How Do I Manage DNS and Advanced DNS Records in support.web.com?
Overview
DNS and Advanced DNS (ADNS) Records are already configured to utilize your services. However, these records can be modified when needed. This option is helpful if you want to keep one of your services active and host your other service with another provider.
For example, you want to keep your email inbox active and host your website with another provider. Your Domain Name Servers must be moved to our managed nameservers to use the Advanced DNS Manager.
Domain Name Server changes may take 24-48 hours to update throughout the internet, also called propagation. Updates may resolve faster at some locations than others because many name servers on the Internet retrieve updates at different times.
Updating DNS and Advanced DNS Records
Follow the below steps to Update and Manage Advanced DNS Records.
- Click here and log in to your Account Manager.
- Click the Domains tile.
- There are two ways to reach the DNS and Zone file settings for the domain:
- Option 1: Under the Advanced Settings area on the right-hand side of the page, click on the DNS Records or Nameservers options.
- Option 2: Click on the Advanced Settings tab located at the top adjacent to the Domain Overview tab.
- On the left-hand side of the screen, you will see DNS RECORDS, NAMESERVERS, and DNSSEC.
- To move your DNS to a new server, click Nameservers. Your current records will appear.
- To edit your Records, click the Edit this record icon to the right of Name Server 1 and Name Server 2.
- Enter the new nameservers, then click Save Changes.
- To change your Advance DNS Records, click DNS Records. Your current records will appear.
- To edit your Records, click the Edit icon to the right of the Record you would like to edit. Edit the Name, Value, or Priority, then click the checkbox.
- To add a new Record, click on + Add New Record in the bottom left corner of the Record Box. Select the record from the drop-down menu. Add the Name and Priority (if applicable), then click the checkbox.
- To delete a Record, click on the Delete icon to the right of the Record you would like to delete. If you accidentally click delete on a record, click Cancel and the record will reappear.

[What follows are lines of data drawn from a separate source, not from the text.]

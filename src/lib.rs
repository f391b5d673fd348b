//! Nightwatch game server
//!
//! Hosts two minigames:
//! - a single-player survival arena simulated server-side and streamed over WebSocket
//! - a two-player race relay that pairs clients and shares their reported positions

pub mod app;
pub mod config;
pub mod game;
pub mod http;
pub mod relay;
pub mod util;
pub mod ws;
//! Game simulation modules

pub mod arena;
pub mod enemy;
pub mod kinematics;
pub mod perception;
pub mod player;
pub mod projectile;
pub mod session;
pub mod snapshot;

pub use arena::{Arena, ArenaConfig, ArenaEvent, ArenaPhase};
pub use session::{ArenaHandle, ArenaRegistry, ArenaSession};

use kinematics::{MoveKeys, Vec2};

/// Input state for a single tick
#[derive(Debug, Clone, Default)]
pub struct TickInput {
    pub keys: MoveKeys,
    /// Pointer position to face toward
    pub aim: Option<Vec2>,
    pub shoot: bool,
    pub toggle_flashlight: bool,
}
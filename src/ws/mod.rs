//! WebSocket arena play

pub mod handler;
pub mod protocol;
//! Race session records

use chrono::{DateTime, Utc};
use serde::{Deserialize, Serialize};
use std::fmt;
use uuid::Uuid;

/// Players per race
pub const MAX_PLAYERS: usize = 2;
/// Lane position of the session creator (canvas centre)
pub const HOST_START_X: f32 = 300.0;
/// Lane position of the joining player
pub const GUEST_START_X: f32 = 350.0;
pub const DEFAULT_ROAD_SPEED: f32 = 3.0;
/// Seeds are drawn from `0..SEED_LIMIT`
pub const SEED_LIMIT: u32 = 10_000;

/// Client-supplied user id; clients send either a number or a string
#[derive(Debug, Clone, PartialEq, Eq, Hash, Serialize, Deserialize)]
#[serde(untagged)]
pub enum UserId {
    Numeric(i64),
    Text(String),
}

impl fmt::Display for UserId {
    fn fmt(&self, f: &mut fmt::Formatter<'_>) -> fmt::Result {
        match self {
            UserId::Numeric(n) => write!(f, "{n}"),
            UserId::Text(s) => f.write_str(s),
        }
    }
}

impl From<i64> for UserId {
    fn from(id: i64) -> Self {
        UserId::Numeric(id)
    }
}

impl From<&str> for UserId {
    fn from(id: &str) -> Self {
        UserId::Text(id.to_string())
    }
}

/// One player's self-reported race state
#[derive(Debug, Clone, PartialEq, Serialize, Deserialize)]
#[serde(rename_all = "camelCase")]
pub struct RacePlayer {
    pub user_id: UserId,
    pub x: f32,
    pub score: f32,
    pub avoided: u32,
}

impl RacePlayer {
    pub fn new(user_id: UserId, x: f32) -> Self {
        Self {
            user_id,
            x,
            score: 0.0,
            avoided: 0,
        }
    }
}

#[derive(Debug, Clone, PartialEq, Serialize, Deserialize)]
#[serde(rename_all = "camelCase")]
pub struct RaceSession {
    pub session_id: Uuid,
    pub players: Vec<RacePlayer>,
    pub road_speed: f32,
    /// Shared obstacle seed
    pub seed: u32,
    pub created_at: DateTime<Utc>,
}

impl RaceSession {
    pub fn new(session_id: Uuid, host: UserId, seed: u32) -> Self {
        Self {
            session_id,
            players: vec![RacePlayer::new(host, HOST_START_X)],
            road_speed: DEFAULT_ROAD_SPEED,
            seed,
            created_at: Utc::now(),
        }
    }

    pub fn is_full(&self) -> bool {
        self.players.len() >= MAX_PLAYERS
    }

    pub fn player_mut(&mut self, user_id: &UserId) -> Option<&mut RacePlayer> {
        self.players.iter_mut().find(|p| &p.user_id == user_id)
    }

    pub fn snapshot(&self) -> RaceSnapshot {
        RaceSnapshot {
            seed: self.seed,
            players: self.players.clone(),
            road_speed: self.road_speed,
        }
    }
}

/// What a client gets back after reporting
#[derive(Debug, Clone, PartialEq, Serialize, Deserialize)]
#[serde(rename_all = "camelCase")]
pub struct RaceSnapshot {
    pub seed: u32,
    pub players: Vec<RacePlayer>,
    pub road_speed: f32,
}
//! Time utilities for game simulation

use std::sync::atomic::{AtomicU64, Ordering};
use std::time::{Duration, Instant, SystemTime, UNIX_EPOCH};

/// Get current Unix timestamp in milliseconds
pub fn unix_millis() -> u64 {
    SystemTime::now()
        .duration_since(UNIX_EPOCH)
        .unwrap_or(Duration::ZERO)
        .as_millis() as u64
}

/// Server start time for uptime tracking
static SERVER_START: std::sync::OnceLock<Instant> = std::sync::OnceLock::new();

/// Initialize server start time (call once at startup)
pub fn init_server_time() {
    SERVER_START.get_or_init(Instant::now);
}

/// Get server uptime in seconds
pub fn uptime_secs() -> u64 {
    SERVER_START
        .get()
        .map(|start| start.elapsed().as_secs())
        .unwrap_or(0)
}

/// Tick rate configuration
pub const SIMULATION_TPS: u32 = 60; // 60 ticks per second, one per rendered frame
pub const SNAPSHOT_TPS: u32 = 30; // 30 snapshots per second
pub const TICK_DURATION_MICROS: u64 = 1_000_000 / SIMULATION_TPS as u64;

/// Calculate delta time for physics (in seconds)
pub fn tick_delta() -> f32 {
    1.0 / SIMULATION_TPS as f32
}

/// Monotonic millisecond source used by time-gated game logic.
///
/// Simulation code never reads the wall clock directly; it is handed a clock
/// so tests can pin time exactly.
pub trait Clock: Send + Sync {
    /// Milliseconds elapsed since an arbitrary, fixed origin.
    fn now_millis(&self) -> u64;
}

/// Clock backed by `Instant`, anchored at construction
#[derive(Debug, Clone)]
pub struct MonotonicClock {
    origin: Instant,
}

impl MonotonicClock {
    pub fn new() -> Self {
        Self {
            origin: Instant::now(),
        }
    }
}

impl Default for MonotonicClock {
    fn default() -> Self {
        Self::new()
    }
}

impl Clock for MonotonicClock {
    fn now_millis(&self) -> u64 {
        self.origin.elapsed().as_millis() as u64
    }
}

/// Hand-driven clock for tests and replays
#[derive(Debug, Default)]
pub struct ManualClock {
    now: AtomicU64,
}

impl ManualClock {
    pub fn new(start_millis: u64) -> Self {
        Self {
            now: AtomicU64::new(start_millis),
        }
    }

    pub fn set(&self, millis: u64) {
        self.now.store(millis, Ordering::SeqCst);
    }

    pub fn advance(&self, millis: u64) {
        self.now.fetch_add(millis, Ordering::SeqCst);
    }
}

impl Clock for ManualClock {
    fn now_millis(&self) -> u64 {
        self.now.load(Ordering::SeqCst)
    }
}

- When you have made all the changes needed, click Save Changes.
You have changed the ADNS Records.
For an explanation of each record, select the arrow next to the record for more information.
A CNAME (canonical name) Record is a DNS record that can create an alias for the domain and allow traffic for the domain name to be redirected elsewhere. You can only create a CNAME for a third-level domain. The Advanced DNS manager does not provide the option to create an alias for the second level.
This would potentially create conflicts with other records and could result in the loss of email or website services. If you want to redirect traffic for a second-level domain, you can review our Web Forwarding product.
TXT Records have several functions. One common function is to use the TXT record to create a Sender Policy Framework or SPF. SPF Records help stop email spammers from forging the From fields in an email. Thus, allowing the owner of a domain to designate the IP address that can be used to send email from that domain.
Need help creating an SPF TXT record? Click this site directly above entries.
Another function is to create Domain-based Message Authentication, Reporting, and Conformance (DMARC). DMARC uses DNS to publish information on how an email from a domain should be handled (e.g., do nothing, quarantine the message, or reject it).
Domain Name System Security Extensions (DNSSEC) adds an extra layer of security to your domain. It uses a signature when trying to resolve your domain, ensuring that the connection is secure.
- Why would I want it? DNSSEC provides added security against attacks such as cache poisoning.
- How do I turn it on? There's a toggle at the bottom of your domain page.
- Why can't I see the option to turn it on? DNSSEC is only available for .COM/.NET/.INFO/.ORG/.BIZ domains currently.
Certificate Authority Authorization (CAA) records allow you to restrict certificate providers for your domain. This gives you control over who can issue a certificate on your domain or subdomain. Your security certificate provider can give you the details on what to enter for your CAA record.
How do I know what to input? Reach out to the provider of your security certificate for details on what to enter for your CAA record.
CAA Records require these values:
- Flag: Number between 0 and 255.
- Tag: This specifies the property you want to associate with the value(issue, issuewild).
- Value: This is typically the domain of your security provider.
- TTL: This is the time to live for record to be saved by resolver.